When I was looking through some of my old copies of Vogue Pattern Book I came across a lighthearted article, 'An Astrological guide to your sewing personality'. As I did learn to sew very young, from watching my mum, my assessment seemed quite accurate. So read on, and see if yours is a match as well.

Aries - 21 March to 20 April

Taurus - 21 April to 21 May

Gemini - 22 May to 21 June

Cancer - 22 June to 23 July

Leo - 24 July to 23 August

Virgo - 24 August to 23 September

Libra - 24 September to 23 October

Scorpio - 24 October to 22 November

Sagittarius - 23 November to 21 December

Capricorn - 22 December to 20 January

Aquarius - 21 January to 19 February

Pisces - 20 February to 20 March

Finishing with Hedy again

Sunday, 2 September 2018

Retro in the round

Yesterday I had a day out to Morecambe and the wonderful Midland Hotel to go to the vintage festival Vintage by the Sea. As my dissertation is about vintage dressmaking, I counted this as a research trip! A little shopping did get done as well. Meanwhile, earlier in the week I successfully bid on a lot of sewing items which my friend F had spotted in a local auction.

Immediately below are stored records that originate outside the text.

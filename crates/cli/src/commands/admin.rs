//! Admin user management commands.
//!
//! # Usage
//!
//! ```bash
//! jw-cli admin create -e admin@example.com -n "Admin Name" -r super_admin --password '...'
//! ```
//!
//! # Environment Variables
//!
//! - `ADMIN_DATABASE_URL` - `PostgreSQL` connection string (falls back to `DATABASE_URL`)
//! - `JW_ADMIN_PASSWORD` - Used when `--password` is not given

use jouwwinkel_admin::db;
use jouwwinkel_admin::services::{AdminAuthError, AdminAuthService};
use jouwwinkel_core::{AdminRole, AdminUserId};
use thiserror::Error;

use super::migrate::{MigrationError, database_url};

/// Errors that can occur during admin operations.
#[derive(Debug, Error)]
pub enum AdminError {
    /// Required environment variable is missing.
    #[error(transparent)]
    Config(#[from] MigrationError),

    /// Database connection error.
    #[error("Database connection error: {0}")]
    Database(#[from] sqlx::Error),

    /// Invalid role.
    #[error("Invalid role: {0}. Valid roles: super_admin, admin, viewer")]
    InvalidRole(String),

    /// Rejected by the auth service (bad email, weak password, duplicate).
    #[error(transparent)]
    Auth(#[from] AdminAuthError),
}

/// Create a new admin user with a password.
///
/// # Arguments
///
/// * `email` - Admin's email address
/// * `name` - Admin's display name
/// * `role` - Admin's role (`super_admin`, `admin`, or `viewer`)
/// * `password` - Initial password, hashed with Argon2id
///
/// # Returns
///
/// The ID of the created admin user.
pub async fn create_user(
    email: &str,
    name: &str,
    role: &str,
    password: &str,
) -> Result<AdminUserId, AdminError> {
    let role: AdminRole = role
        .parse()
        .map_err(|_| AdminError::InvalidRole(role.to_owned()))?;

    let database_url = database_url("ADMIN_DATABASE_URL")?;

    tracing::info!("Connecting to admin database...");
    let pool = db::create_pool(&database_url).await?;

    tracing::info!("Creating admin user: {} ({})", email, role);

    let user = AdminAuthService::new(&pool)
        .create_user(email, name, role, password)
        .await?;

    tracing::info!(
        "Admin user created successfully! ID: {}, Email: {}, Role: {}",
        user.id,
        user.email,
        user.role
    );

    Ok(user.id)
}
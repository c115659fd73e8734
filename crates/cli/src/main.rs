//! Jouwwinkel CLI - Database migrations and management tools.
//!
//! # Usage
//!
//! ```bash
//! # Run storefront database migrations (shop schema)
//! jw-cli migrate storefront
//!
//! # Run admin database migrations (admin schema)
//! jw-cli migrate admin
//!
//! # Run all database migrations
//! jw-cli migrate all
//!
//! # Create admin user (the password may also come from JW_ADMIN_PASSWORD)
//! jw-cli admin create -e admin@example.com -n "Admin Name" -r super_admin --password '...'
//!
//! # Load categories, products, combos, coupons and settings from YAML
//! jw-cli seed catalog crates/cli/seed/catalog.yaml
//! ```

#![cfg_attr(not(test), forbid(unsafe_code))]

use clap::{Parser, Subcommand};

mod commands;

#[derive(Parser)]
#[command(name = "jw-cli")]
#[command(author, version, about = "Jouwwinkel CLI tools")]
struct Cli {
    #[command(subcommand)]
    command: Commands,
}

#[derive(Subcommand)]
enum Commands {
    /// Run database migrations
    Migrate {
        #[command(subcommand)]
        target: MigrateTarget,
    },
    /// Manage admin users
    Admin {
        #[command(subcommand)]
        action: AdminAction,
    },
    /// Seed the database
    Seed {
        #[command(subcommand)]
        what: SeedTarget,
    },
}

#[derive(Subcommand)]
enum MigrateTarget {
    /// Run storefront database migrations
    Storefront,
    /// Run admin database migrations
    Admin,
    /// Run all database migrations
    All,
}

#[derive(Subcommand)]
enum AdminAction {
    /// Create a new admin user
    Create {
        /// Admin email address
        #[arg(short, long)]
        email: String,

        /// Admin display name
        #[arg(short, long)]
        name: String,

        /// Admin role (`super_admin`, `admin`, `viewer`)
        #[arg(short, long, default_value = "admin")]
        role: String,

        /// Initial password (at least 12 characters)
        #[arg(long, env = "JW_ADMIN_PASSWORD", hide_env_values = true)]
        password: String,
    },
}

#[derive(Subcommand)]
enum SeedTarget {
    /// Upsert catalog, coupons, shipping partners and settings from a YAML file
    Catalog {
        /// Path to the YAML file
        file: String,
    },
}

#[tokio::main]
async fn main() {
    // Initialize tracing
    tracing_subscriber::fmt::init();

    let cli = Cli::parse();

    let result: Result<(), Box<dyn std::error::Error>> = run(cli).await;

    if let Err(e) = result {
        tracing::error!("Command failed: {e}");
        std::process::exit(1);
    }
}

async fn run(cli: Cli) -> Result<(), Box<dyn std::error::Error>> {
    match cli.command {
        Commands::Migrate { target } => match target {
            MigrateTarget::Storefront => commands::migrate::storefront().await?,
            MigrateTarget::Admin => commands::migrate::admin().await?,
            MigrateTarget::All => {
                commands::migrate::storefront().await?;
                commands::migrate::admin().await?;
            }
        },
        Commands::Admin { action } => match action {
            AdminAction::Create {
                email,
                name,
                role,
                password,
            } => {
                commands::admin::create_user(&email, &name, &role, &password).await?;
            }
        },
        Commands::Seed { what } => match what {
            SeedTarget::Catalog { file } => commands::seed::catalog(&file).await?,
        },
    }
    Ok(())
}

And the thing which connects these two events? Many of my acquisitions are circular.

First up is this lovely little box from the auction lot.

So deco!

Around the side of the lid is a list of the contents.

Some of the contents

The full list is: Needles and Cottons, Safety Pins, Hair Grips, Silk Hose Mending and Darners, Knicker Elastic and Threader.

When I opened the box, I found this.

Threads for every possible colour of hose

Underneath were two other items.

The complete contents

There was a final surprise when I took out the spool of hose mending silk, with its packet of 'Flora MacDonald' needles.

Advertising opportunity

The sewing box also in the lot included name tapes for 'Mary Timm'. Judging from the remaining contents of the Handy Pack, Mary never laddered her stockings, but did use a single hairpin (I'm really hoping that it was to pick a lock) and needed to replace her knicker elastic. The mind boggles!

Moving swiftly on to my Morecambe purchases.

Most of the vendors were selling clothing, but there was one stall with a good collection of buttons. I bought a few cards, but my favourites were definitely these, which carry on the Art Deco theme.

I really need to make something which uses these beauties!

The complete button haul

My final purchase was this. My hats all currently live in cardboard boxes, but this is a far more stylish storage method.

It even has the keys for the locks

Admittedly not entirely round, but it would fall over otherwise

I especially loved this luggage label, from the days when rail travel involved suitcases being placed in a separate luggage coach.

Case to be taken off at Sheffield

All I need now is a wire-haired fox terrier, and I'm well on the way to recreating this 1930s poster for rail travel!